• What the task asks:
Below are the records; give again exactly the line with "pub struct Breakpoints", the line with "pub const RIGHT: Breakpoints", and each line that lies between them, and nothing besides.
____________
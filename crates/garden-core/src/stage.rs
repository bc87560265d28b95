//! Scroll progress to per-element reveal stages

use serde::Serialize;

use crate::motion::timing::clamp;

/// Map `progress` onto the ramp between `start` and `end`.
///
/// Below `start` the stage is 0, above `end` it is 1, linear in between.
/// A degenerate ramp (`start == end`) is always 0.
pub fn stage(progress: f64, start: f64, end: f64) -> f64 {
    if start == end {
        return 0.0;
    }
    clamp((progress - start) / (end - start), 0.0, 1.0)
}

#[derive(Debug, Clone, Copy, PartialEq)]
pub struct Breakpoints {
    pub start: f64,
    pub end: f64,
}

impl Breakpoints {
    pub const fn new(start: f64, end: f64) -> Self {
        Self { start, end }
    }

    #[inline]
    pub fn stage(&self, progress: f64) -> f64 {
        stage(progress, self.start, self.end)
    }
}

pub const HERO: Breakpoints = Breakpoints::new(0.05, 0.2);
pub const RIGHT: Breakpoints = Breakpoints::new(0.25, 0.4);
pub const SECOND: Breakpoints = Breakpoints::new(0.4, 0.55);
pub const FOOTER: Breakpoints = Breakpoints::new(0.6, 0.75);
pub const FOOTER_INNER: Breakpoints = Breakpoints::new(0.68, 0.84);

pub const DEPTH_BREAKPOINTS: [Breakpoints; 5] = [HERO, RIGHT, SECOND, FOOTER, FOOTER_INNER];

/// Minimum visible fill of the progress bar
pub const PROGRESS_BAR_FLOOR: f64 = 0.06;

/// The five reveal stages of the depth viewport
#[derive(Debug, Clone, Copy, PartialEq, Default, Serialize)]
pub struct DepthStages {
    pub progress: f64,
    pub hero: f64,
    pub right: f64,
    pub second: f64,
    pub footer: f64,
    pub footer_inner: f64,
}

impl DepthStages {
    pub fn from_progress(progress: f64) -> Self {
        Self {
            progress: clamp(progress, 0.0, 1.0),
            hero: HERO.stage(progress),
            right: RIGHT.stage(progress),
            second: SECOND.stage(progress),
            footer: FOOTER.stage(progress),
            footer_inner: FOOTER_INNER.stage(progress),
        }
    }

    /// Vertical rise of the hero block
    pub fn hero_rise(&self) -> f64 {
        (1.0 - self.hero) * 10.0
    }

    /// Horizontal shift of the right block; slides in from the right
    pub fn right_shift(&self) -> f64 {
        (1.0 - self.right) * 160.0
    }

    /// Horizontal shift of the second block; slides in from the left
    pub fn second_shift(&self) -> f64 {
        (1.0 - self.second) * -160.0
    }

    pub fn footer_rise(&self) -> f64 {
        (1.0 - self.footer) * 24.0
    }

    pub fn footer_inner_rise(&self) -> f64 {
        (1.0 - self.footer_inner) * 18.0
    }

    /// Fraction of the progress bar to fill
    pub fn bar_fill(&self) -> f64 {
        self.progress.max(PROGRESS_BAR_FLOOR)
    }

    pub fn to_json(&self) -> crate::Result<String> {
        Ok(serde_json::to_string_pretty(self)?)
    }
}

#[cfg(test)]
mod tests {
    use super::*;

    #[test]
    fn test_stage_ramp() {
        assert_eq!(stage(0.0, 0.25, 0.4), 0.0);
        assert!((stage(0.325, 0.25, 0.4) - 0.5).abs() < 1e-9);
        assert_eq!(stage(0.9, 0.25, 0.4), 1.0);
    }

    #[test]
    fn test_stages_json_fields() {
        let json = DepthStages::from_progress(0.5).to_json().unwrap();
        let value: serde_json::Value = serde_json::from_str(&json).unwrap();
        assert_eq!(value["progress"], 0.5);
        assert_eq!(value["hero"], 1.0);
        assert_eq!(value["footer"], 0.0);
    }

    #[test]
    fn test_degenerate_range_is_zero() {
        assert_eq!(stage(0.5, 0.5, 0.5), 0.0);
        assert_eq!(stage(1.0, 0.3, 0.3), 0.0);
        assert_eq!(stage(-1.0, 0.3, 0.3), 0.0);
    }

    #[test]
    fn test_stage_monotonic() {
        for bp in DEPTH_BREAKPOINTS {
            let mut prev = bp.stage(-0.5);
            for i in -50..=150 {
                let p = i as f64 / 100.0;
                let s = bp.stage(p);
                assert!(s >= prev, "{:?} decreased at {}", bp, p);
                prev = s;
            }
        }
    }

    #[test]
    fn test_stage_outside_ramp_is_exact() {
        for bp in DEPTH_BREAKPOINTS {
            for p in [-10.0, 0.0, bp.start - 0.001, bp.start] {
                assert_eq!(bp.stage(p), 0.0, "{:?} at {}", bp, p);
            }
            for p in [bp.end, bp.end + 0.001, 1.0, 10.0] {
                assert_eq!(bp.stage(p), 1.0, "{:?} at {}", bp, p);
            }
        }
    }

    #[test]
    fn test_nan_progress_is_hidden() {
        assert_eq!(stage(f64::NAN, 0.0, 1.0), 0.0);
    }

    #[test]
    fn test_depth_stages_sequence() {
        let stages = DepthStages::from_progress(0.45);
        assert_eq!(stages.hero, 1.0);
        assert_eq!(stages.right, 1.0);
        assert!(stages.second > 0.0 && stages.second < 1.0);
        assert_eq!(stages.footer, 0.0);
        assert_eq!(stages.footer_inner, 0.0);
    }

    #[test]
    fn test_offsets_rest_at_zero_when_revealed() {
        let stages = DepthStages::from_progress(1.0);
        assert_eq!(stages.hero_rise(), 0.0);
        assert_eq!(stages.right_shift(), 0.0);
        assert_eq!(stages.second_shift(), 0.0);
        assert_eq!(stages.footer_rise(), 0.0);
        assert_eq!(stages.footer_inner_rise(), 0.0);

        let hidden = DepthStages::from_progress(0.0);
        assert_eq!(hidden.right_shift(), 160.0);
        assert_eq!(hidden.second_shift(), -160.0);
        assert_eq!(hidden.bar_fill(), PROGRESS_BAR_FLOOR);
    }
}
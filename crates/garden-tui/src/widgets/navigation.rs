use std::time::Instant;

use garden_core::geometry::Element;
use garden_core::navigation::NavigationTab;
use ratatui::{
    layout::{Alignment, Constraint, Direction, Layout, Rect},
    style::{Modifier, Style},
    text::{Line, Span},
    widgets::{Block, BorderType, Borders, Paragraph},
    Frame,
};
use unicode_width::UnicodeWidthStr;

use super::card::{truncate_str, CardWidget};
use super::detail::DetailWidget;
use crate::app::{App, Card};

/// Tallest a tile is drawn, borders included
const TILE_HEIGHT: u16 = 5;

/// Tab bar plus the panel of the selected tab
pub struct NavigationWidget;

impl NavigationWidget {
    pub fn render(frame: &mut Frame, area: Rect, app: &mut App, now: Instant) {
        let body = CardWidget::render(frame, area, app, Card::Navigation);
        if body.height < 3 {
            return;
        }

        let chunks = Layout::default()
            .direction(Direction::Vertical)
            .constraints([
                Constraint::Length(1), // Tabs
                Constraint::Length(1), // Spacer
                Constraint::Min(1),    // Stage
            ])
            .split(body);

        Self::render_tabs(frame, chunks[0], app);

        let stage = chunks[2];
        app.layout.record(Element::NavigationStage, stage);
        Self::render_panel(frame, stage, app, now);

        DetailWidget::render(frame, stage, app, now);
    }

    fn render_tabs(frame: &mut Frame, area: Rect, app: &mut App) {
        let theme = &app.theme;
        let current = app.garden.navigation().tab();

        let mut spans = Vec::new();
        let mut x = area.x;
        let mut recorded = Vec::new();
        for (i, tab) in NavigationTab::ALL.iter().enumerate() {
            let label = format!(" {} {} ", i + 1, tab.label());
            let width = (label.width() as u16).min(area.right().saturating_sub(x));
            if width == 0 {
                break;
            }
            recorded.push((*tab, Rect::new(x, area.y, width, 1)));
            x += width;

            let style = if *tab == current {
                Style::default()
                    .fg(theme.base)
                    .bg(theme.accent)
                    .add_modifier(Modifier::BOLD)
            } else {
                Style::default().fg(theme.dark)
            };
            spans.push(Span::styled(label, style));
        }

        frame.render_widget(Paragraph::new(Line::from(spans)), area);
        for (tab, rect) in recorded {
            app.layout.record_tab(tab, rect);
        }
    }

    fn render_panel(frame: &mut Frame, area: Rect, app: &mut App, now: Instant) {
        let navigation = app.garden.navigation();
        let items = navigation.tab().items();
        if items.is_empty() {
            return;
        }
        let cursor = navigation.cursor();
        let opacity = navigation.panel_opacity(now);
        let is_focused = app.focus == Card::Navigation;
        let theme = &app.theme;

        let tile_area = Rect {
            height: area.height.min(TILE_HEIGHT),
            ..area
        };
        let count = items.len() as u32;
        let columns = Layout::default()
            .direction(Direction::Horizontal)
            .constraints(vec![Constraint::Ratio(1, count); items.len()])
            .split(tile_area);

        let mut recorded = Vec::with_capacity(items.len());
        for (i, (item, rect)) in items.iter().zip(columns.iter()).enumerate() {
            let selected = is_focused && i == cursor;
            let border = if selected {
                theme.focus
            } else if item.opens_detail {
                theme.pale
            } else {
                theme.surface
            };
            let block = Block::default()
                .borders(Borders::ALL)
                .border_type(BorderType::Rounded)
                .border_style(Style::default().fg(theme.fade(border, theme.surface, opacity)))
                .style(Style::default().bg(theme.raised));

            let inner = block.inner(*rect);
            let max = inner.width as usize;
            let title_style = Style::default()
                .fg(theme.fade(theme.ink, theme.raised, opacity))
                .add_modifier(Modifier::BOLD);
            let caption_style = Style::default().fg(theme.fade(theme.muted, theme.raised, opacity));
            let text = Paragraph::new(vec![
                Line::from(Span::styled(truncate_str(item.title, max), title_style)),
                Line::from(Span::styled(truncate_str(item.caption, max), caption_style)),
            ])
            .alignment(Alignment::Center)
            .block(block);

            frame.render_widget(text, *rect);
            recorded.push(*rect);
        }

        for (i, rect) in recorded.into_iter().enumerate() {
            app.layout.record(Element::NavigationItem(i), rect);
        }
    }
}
____________
• Response:
pub struct Breakpoints {
    pub start: f64,
    pub end: f64,
}

impl Breakpoints {
    pub const fn new(start: f64, end: f64) -> Self {
        Self { start, end }
    }

    #[inline]
    pub fn stage(&self, progress: f64) -> f64 {
        stage(progress, self.start, self.end)
    }
}

pub const HERO: Breakpoints = Breakpoints::new(0.05, 0.2);
pub const RIGHT: Breakpoints = Breakpoints::new(0.25, 0.4);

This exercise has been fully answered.